The Way Google’s AI Research System is Revolutionizing Tropical Cyclone Prediction with Rapid Pace
As Developing Cyclone Melissa swirled south of Haiti, meteorologist Philippe Papin felt certain it was about to grow into a monster hurricane.
As the lead forecaster on duty, he predicted that in a single day the weather system would become a category 4 hurricane and begin a turn in the direction of the Jamaican shoreline. Not a single expert had previously made this confident forecast for quick intensification.
But, Papin had an ace up his sleeve: AI technology in the form of Google’s new DeepMind hurricane model – released for the initial occasion in June. True to the forecast, Melissa evolved into a storm of remarkable power that ravaged Jamaica.
Growing Reliance on Artificial Intelligence Predictions
Meteorologists are heavily relying upon the AI system. During 25 October, Papin explained in his official briefing that the AI tool was a key factor for his certainty: “Roughly 40/50 Google DeepMind simulation runs show Melissa becoming a Category 5 storm. While I am unprepared to forecast that intensity at this time due to track uncertainty, that remains a possibility.
“There is a high probability that a period of quick strengthening will occur as the storm drifts over exceptionally hot sea temperatures which represent the most extreme marine thermal energy in the entire Atlantic basin.”
Outperforming Traditional Systems
Google DeepMind is the first artificial intelligence system focused on tropical cyclones, and now the first to beat traditional weather forecasters at their own game. Across all 13 Atlantic storms this season, the AI is top-performing – surpassing human forecasters on track predictions.
Melissa ultimately struck in Jamaica at category 5 intensity, one of the strongest coastal impacts ever documented in nearly two centuries of data collection across the Atlantic basin. Papin’s bold forecast probably provided residents additional preparation time to prepare for the catastrophe, possibly saving people and assets.
The Way The System Works
The AI system works by spotting patterns that conventional lengthy scientific weather models may overlook.
“They do it much more quickly than their physics-based cousins, and the computing power is more affordable and time consuming,” stated Michael Lowry, a ex meteorologist.
“What this hurricane season has proven in quick time is that the recent artificial intelligence systems are on par with and, in some cases, superior than the less rapid physics-based forecasting tools we’ve relied upon,” Lowry said.
Clarifying Machine Learning
It’s important to note, Google DeepMind is an example of AI training – a technique that has been employed in data-heavy sciences like weather science for a long time – and is not creative artificial intelligence like ChatGPT.
Machine learning takes large datasets and extracts trends from them in a such a way that its model only requires minutes to come up with an result, and can do so on a standard PC – in strong contrast to the primary systems that authorities have utilized for decades that can require many hours to process and require some of the biggest supercomputers in the world.
Expert Responses and Future Developments
Still, the reality that Google’s model could exceed previous gold-standard traditional systems so quickly is truly remarkable to weather scientists who have spent their careers trying to forecast the most intense weather systems.

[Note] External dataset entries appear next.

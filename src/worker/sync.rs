//! Background sync registrations.
//!
//! The page registers a tag when it queues a submission; the worker
//! consumes tags when a sync opportunity arrives. A tag stays registered
//! until a sync pass leaves nothing queued for it.

use std::collections::BTreeSet;
use tokio::sync::RwLock;

/// Pending background-sync tags
#[derive(Debug, Default)]
pub struct SyncRegistry {
    tags: RwLock<BTreeSet<String>>,
}

impl SyncRegistry {
    pub fn new() -> Self {
        Self::default()
    }

    /// Request a sync for `tag`; registering twice is a no-op
    pub async fn register(&self, tag: &str) {
        if self.tags.write().await.insert(tag.to_string()) {
            tracing::debug!("[Sync] Registered {}", tag);
        }
    }

    pub async fn is_registered(&self, tag: &str) -> bool {
        self.tags.read().await.contains(tag)
    }

    /// Registered tags, sorted
    pub async fn pending(&self) -> Vec<String> {
        self.tags.read().await.iter().cloned().collect()
    }

    /// Drop a tag after its work is done
    pub async fn complete(&self, tag: &str) -> bool {
        self.tags.write().await.remove(tag)
    }
}
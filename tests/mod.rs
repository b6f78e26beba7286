//! Test suite for FuelQ
//!
//! This module organizes all tests

pub mod common;
pub mod integration;
pub mod property;
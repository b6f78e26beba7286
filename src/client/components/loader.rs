//! # Component Loader
//!
//! Replaces placeholder elements with HTML fragments fetched from the site.
//!
//! ## Behavior
//!
//! - All placeholders on a page load concurrently
//! - Placeholders naming the same fragment share one fetch
//! - A failed fragment renders an inline error in its placeholder; the rest
//!   of the page is unaffected
//! - Every successful injection broadcasts `SiteEvent::ComponentLoaded`

use crate::client::components::page::{Element, Page};
use crate::client::components::paths::{component_name, page_depth, resolve_component_url, rewrite_links};
use crate::shared::event::{broadcast_event, SiteEvent, SiteEventBroadcast};
use crate::shared::{Request, SharedError};
use crate::worker::network::Network;
use futures_util::future::{join_all, BoxFuture, FutureExt, Shared};
use std::collections::HashMap;
use std::sync::Arc;
use tokio::sync::{Mutex, RwLock};

type FragmentFetch = Shared<BoxFuture<'static, Result<String, SharedError>>>;

#[derive(Default)]
struct FragmentCache {
    loaded: HashMap<String, String>,
    pending: HashMap<String, FragmentFetch>,
}

/// What one `load_all` pass did
#[derive(Debug, Clone, Default)]
pub struct LoadSummary {
    /// Resolved URLs injected, in placeholder order
    pub loaded: Vec<String>,
    pub failed: Vec<(String, SharedError)>,
    /// Placeholders that left the page while their fragment was in flight
    pub skipped: Vec<String>,
}

impl LoadSummary {
    pub fn is_clean(&self) -> bool {
        self.failed.is_empty()
    }
}

/// Fetches and injects component fragments
pub struct ComponentLoader {
    network: Arc<dyn Network>,
    events: SiteEventBroadcast,
    fragments: Mutex<FragmentCache>,
}

impl ComponentLoader {
    pub fn new(network: Arc<dyn Network>, events: SiteEventBroadcast) -> Self {
        Self {
            network,
            events,
            fragments: Mutex::new(FragmentCache::default()),
        }
    }

    /// Fragment HTML for a resolved URL, sharing in-flight fetches
    pub async fn fetch_fragment(&self, url: &str) -> Result<String, SharedError> {
        let fetch = {
            let mut cache = self.fragments.lock().await;
            if let Some(html) = cache.loaded.get(url) {
                return Ok(html.clone());
            }
            match cache.pending.get(url) {
                Some(fetch) => {
                    tracing::debug!("[Components] Joining pending fetch for {}", url);
                    fetch.clone()
                }
                None => {
                    let fetch = Self::start_fetch(self.network.clone(), url.to_string());
                    cache.pending.insert(url.to_string(), fetch.clone());
                    fetch
                }
            }
        };

        let result = fetch.clone().await;

        let mut cache = self.fragments.lock().await;
        if cache.pending.get(url).is_some_and(|f| f.ptr_eq(&fetch)) {
            cache.pending.remove(url);
        }
        if let Ok(html) = &result {
            cache.loaded.insert(url.to_string(), html.clone());
        }
        result
    }

    fn start_fetch(network: Arc<dyn Network>, url: String) -> FragmentFetch {
        async move {
            let response = network
                .fetch(&Request::get(url.as_str()))
                .await
                .map_err(|e| SharedError::component(url.as_str(), None, e.to_string()))?;
            if !response.ok() {
                return Err(SharedError::component(
                    url.as_str(),
                    Some(response.status),
                    format!("HTTP {}", response.status),
                ));
            }
            Ok(response.text())
        }
        .boxed()
        .shared()
    }

    /// Forget fetched fragments
    pub async fn clear_cache(&self) {
        self.fragments.lock().await.loaded.clear();
    }

    /// Fill every placeholder on the page
    ///
    /// Failures are rendered into their placeholder and reported in the
    /// summary, never returned.
    pub async fn load_all(&self, page: &RwLock<Page>) -> LoadSummary {
        let (targets, depth) = {
            let page = page.read().await;
            let targets: Vec<(usize, String, String)> = page
                .placeholders()
                .into_iter()
                .filter_map(|index| {
                    let attribute = page.elements[index].component.clone()?;
                    let url = resolve_component_url(&attribute);
                    Some((index, attribute, url))
                })
                .collect();
            (targets, page_depth(&page.path))
        };

        if targets.is_empty() {
            return LoadSummary::default();
        }
        tracing::debug!("[Components] Loading {} placeholders", targets.len());

        let results = join_all(targets.iter().map(|(_, _, url)| self.fetch_fragment(url))).await;

        let mut summary = LoadSummary::default();
        let mut loaded_events = Vec::new();
        {
            let mut page = page.write().await;
            for ((index, attribute, url), result) in targets.into_iter().zip(results) {
                // The page may have changed while fragments were in flight
                let Some(index) = locate_placeholder(&page, index, &attribute) else {
                    tracing::debug!("[Components] Placeholder for {} is gone, skipping", attribute);
                    summary.skipped.push(url);
                    continue;
                };
                match result {
                    Ok(html) => {
                        let with_assets = {
                            let element = &mut page.elements[index];
                            element.inner_html = rewrite_links(&html, depth, "");
                            element.component = None;
                            loaded_events.push(SiteEvent::ComponentLoaded {
                                element_id: element.id.clone(),
                                component_path: url.clone(),
                            });
                            element.with_assets
                        };
                        if with_assets {
                            let name = component_name(&url);
                            page.add_stylesheet(&format!("/src/css/components/{}.css", name));
                            page.add_script(&format!("/src/js/components/{}.js", name));
                        }
                        summary.loaded.push(url);
                    }
                    Err(e) => {
                        tracing::warn!("[Components] {}", e);
                        let element = &mut page.elements[index];
                        element.inner_html = error_html(&attribute);
                        element.component = None;
                        summary.failed.push((url, e));
                    }
                }
            }
        }

        for event in loaded_events {
            broadcast_event(&self.events, event);
        }

        tracing::info!(
            "[Components] Loaded {} components ({} failed)",
            summary.loaded.len(),
            summary.failed.len()
        );
        summary
    }
}

/// Current index of a placeholder still waiting on `attribute`
///
/// Prefers the index seen when the fetch started, then the first matching
/// placeholder anywhere on the page.
fn locate_placeholder(page: &Page, index: usize, attribute: &str) -> Option<usize> {
    let waiting = |e: &Element| e.component.as_deref() == Some(attribute);
    if page.elements.get(index).is_some_and(waiting) {
        return Some(index);
    }
    page.elements.iter().position(waiting)
}

/// Inline error shown in place of a fragment that failed to load
pub fn error_html(component: &str) -> String {
    format!(
        "<div class=\"component-error\">Failed to load component: {}</div>",
        escape_html(component)
    )
}

fn escape_html(text: &str) -> String {
    text.replace('&', "&amp;")
        .replace('<', "&lt;")
        .replace('>', "&gt;")
        .replace('"', "&quot;")
}

#[cfg(test)]
mod tests {
    use super::*;
    use crate::shared::{event, Response};
    use crate::worker::network::stub::StubNetwork;

    fn loader(network: Arc<StubNetwork>) -> (ComponentLoader, SiteEventBroadcast) {
        let events = event::channel();
        (ComponentLoader::new(network, events.clone()), events)
    }

    #[tokio::test]
    async fn test_injects_fragment_and_rewrites_links() {
        let network = Arc::new(StubNetwork::new());
        network.route(
            "/src/components/header.html",
            Response::new(200, r#"<a href="index.html">Home</a>"#),
        );
        let (loader, events) = loader(network);
        let mut rx = events.subscribe();
        let page = RwLock::new(
            Page::new("/pages/forum.html").with_element(Element::placeholder("../components/header.html").with_id("header")),
        );

        let summary = loader.load_all(&page).await;

        assert!(summary.is_clean());
        let page = page.read().await;
        assert_eq!(page.elements[0].inner_html, r#"<a href="../index.html">Home</a>"#);
        assert!(!page.elements[0].is_placeholder());
        assert_eq!(
            rx.try_recv().unwrap(),
            SiteEvent::ComponentLoaded {
                element_id: Some("header".to_string()),
                component_path: "/src/components/header.html".to_string(),
            }
        );
    }

    #[tokio::test]
    async fn test_404_renders_inline_error() {
        let network = Arc::new(StubNetwork::new());
        network.route("/src/components/header.html", Response::new(200, "<header></header>"));
        let (loader, _events) = loader(network);
        let page = RwLock::new(
            Page::new("/index.html")
                .with_element(Element::placeholder("components/missing.html"))
                .with_element(Element::placeholder("components/header.html")),
        );

        let summary = loader.load_all(&page).await;

        assert_eq!(summary.failed.len(), 1);
        assert!(matches!(
            summary.failed[0].1,
            SharedError::ComponentLoadError { status: Some(404), .. }
        ));
        let page = page.read().await;
        assert!(page.elements[0].inner_html.contains("Failed"));
        assert_eq!(page.elements[1].inner_html, "<header></header>");
    }

    #[tokio::test]
    async fn test_same_fragment_fetched_once() {
        let network = Arc::new(StubNetwork::new());
        network.route("/src/components/cta.html", Response::new(200, "<div>cta</div>"));
        let (loader, _events) = loader(network.clone());
        let page = RwLock::new(
            Page::new("/index.html")
                .with_element(Element::placeholder("cta"))
                .with_element(Element::placeholder("components/cta.html"))
                .with_element(Element::placeholder("/src/components/cta.html")),
        );

        let summary = loader.load_all(&page).await;

        assert_eq!(summary.loaded.len(), 3);
        assert_eq!(network.calls_to("/src/components/cta.html"), 1);
    }

    #[tokio::test]
    async fn test_assets_registered_once() {
        let network = Arc::new(StubNetwork::new());
        network.route("/src/components/card.html", Response::new(200, "<div></div>"));
        let (loader, _events) = loader(network);
        let page = RwLock::new(
            Page::new("/index.html")
                .with_element(Element::placeholder("card").with_assets())
                .with_element(Element::placeholder("card").with_assets()),
        );

        loader.load_all(&page).await;

        let page = page.read().await;
        assert_eq!(page.stylesheets, vec!["/src/css/components/card.css"]);
        assert_eq!(page.scripts, vec!["/src/js/components/card.js"]);
    }

    #[tokio::test]
    async fn test_page_changed_during_fetch() {
        let network = Arc::new(StubNetwork::new());
        network.route("/src/components/header.html", Response::new(200, "<header></header>"));
        network.route("/src/components/footer.html", Response::new(200, "<footer></footer>"));
        let gate = network.hold();
        let (loader, _events) = loader(network);
        let page = RwLock::new(
            Page::new("/index.html")
                .with_element(Element::placeholder("header").with_id("header"))
                .with_element(Element::placeholder("footer").with_id("footer")),
        );

        // Runs once both fetches are parked on the gate
        let edit = async {
            page.write().await.elements.remove(0);
            gate.add_permits(1);
        };
        let (summary, _) = tokio::join!(loader.load_all(&page), edit);

        assert_eq!(summary.loaded, vec!["/src/components/footer.html"]);
        assert_eq!(summary.skipped, vec!["/src/components/header.html"]);
        let page = page.read().await;
        assert_eq!(page.elements.len(), 1);
        assert_eq!(page.element_by_id("footer").unwrap().inner_html, "<footer></footer>");
    }

    #[test]
    fn test_error_html_escapes() {
        assert_eq!(
            error_html("<x>"),
            "<div class=\"component-error\">Failed to load component: &lt;x&gt;</div>"
        );
    }
}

“It’s astonishing,” commented James Franklin, a former forecaster. “The sample is sufficient that it’s evident this is not a case of chance.”

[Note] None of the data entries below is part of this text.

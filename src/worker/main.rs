/**
 * FuelQ Worker Entry Point
 *
 * Runs the offline worker outside a browser: precaches the site into the
 * local cache database, activates the current cache version and replays
 * queued submissions on a fixed interval until interrupted.
 */

use fuelq::local_db::LocalDatabase;
use fuelq::shared::{event, AppConfig};
use fuelq::worker::offline::{OfflineQueue, SqliteOfflineStore, OFFLINE_DB_NAME};
use fuelq::worker::{CacheNames, CacheStorage, HttpNetwork, ServiceWorker, SqliteCacheBackend, SyncRegistry};
use std::sync::Arc;
use std::time::Duration;

#[tokio::main]
async fn main() -> Result<(), Box<dyn std::error::Error>> {
    dotenv::dotenv().ok();

    let env_filter = std::env::var("RUST_LOG").unwrap_or_else(|_| "info".to_string());
    tracing_subscriber::fmt()
        .with_env_filter(tracing_subscriber::EnvFilter::new(&env_filter))
        .init();

    let config = AppConfig::load()?;
    tracing::info!(
        "[STARTUP] {} worker, cache version {}, server {}",
        config.app_name,
        config.cache_version,
        config.server_url
    );

    let cache_db = LocalDatabase::open(config.data_dir.join("cache-storage.db")).await?;
    let offline_db = LocalDatabase::open(config.data_dir.join(format!("{}.db", OFFLINE_DB_NAME))).await?;

    let cache = CacheStorage::new(
        Arc::new(SqliteCacheBackend::new(cache_db).await?),
        CacheNames::new(&config.app_name, &config.cache_version),
    );
    let queue = OfflineQueue::new(
        Arc::new(SqliteOfflineStore::new(offline_db).await?),
        Arc::new(SyncRegistry::new()),
        event::channel(),
    );
    let network = Arc::new(HttpNetwork::new(config.server_url.clone())?);
    let sync_every = Duration::from_secs(config.sync_interval_secs);

    let worker = ServiceWorker::new(config, cache, network, queue);
    let report = worker.install().await?;
    if !report.failed.is_empty() {
        tracing::warn!("[STARTUP] {} assets could not be precached", report.failed.len());
    }
    worker.activate().await?;

    let mut interval = tokio::time::interval(sync_every);
    loop {
        tokio::select! {
            _ = interval.tick() => {
                match worker.sync_all().await {
                    Ok(reports) => {
                        for report in reports.iter().filter(|r| !r.replayed.is_empty() || !r.retained.is_empty()) {
                            tracing::info!(
                                "[Sync] {}: {} replayed, {} retained",
                                report.kind,
                                report.replayed.len(),
                                report.retained.len()
                            );
                        }
                    }
                    Err(e) => tracing::error!("[Sync] Sync pass failed: {}", e),
                }
            }
            _ = tokio::signal::ctrl_c() => {
                tracing::info!("[SHUTDOWN] Interrupted, waiting for background work");
                break;
            }
        }
    }

    worker.settle().await;
    Ok(())
}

He said that while the AI is outperforming all other models on forecasting the future path of storms globally this year, similar to other systems it occasionally gets high-end intensity forecasts inaccurate. It struggled with Hurricane Erin earlier this year, as it was similarly experiencing quick strengthening to maximum intensity above the Caribbean.
During the next break, Franklin said he plans to discuss with Google about how it can enhance the DeepMind output more useful for forecasters by providing extra under-the-hood data they can use to assess the reasons it is coming up with its conclusions.
“A key concern that troubles me is that while these predictions seem to be highly accurate, the output of the model is essentially a black box,” said Franklin.
Wider Industry Trends
There has never been a private, for-profit company that has produced a top-level forecasting system which allows researchers a view of its methods – in contrast to most systems which are provided free to the public in their entirety by the authorities that created and operate them.
Google is not the only one in starting to use artificial intelligence to solve difficult meteorological problems. The US and European governments also have their own artificial intelligence systems in the works – which have demonstrated better performance over previous traditional systems.
Future developments in AI weather forecasts seem to be new firms tackling previously tough-to-solve problems such as sub-seasonal outlooks and better advance warnings of tornado outbreaks and sudden deluges – and they have secured US government funding to do so. One company, WindBorne Systems, is also deploying its proprietary atmospheric sensors to fill the gaps in the US weather-observing network.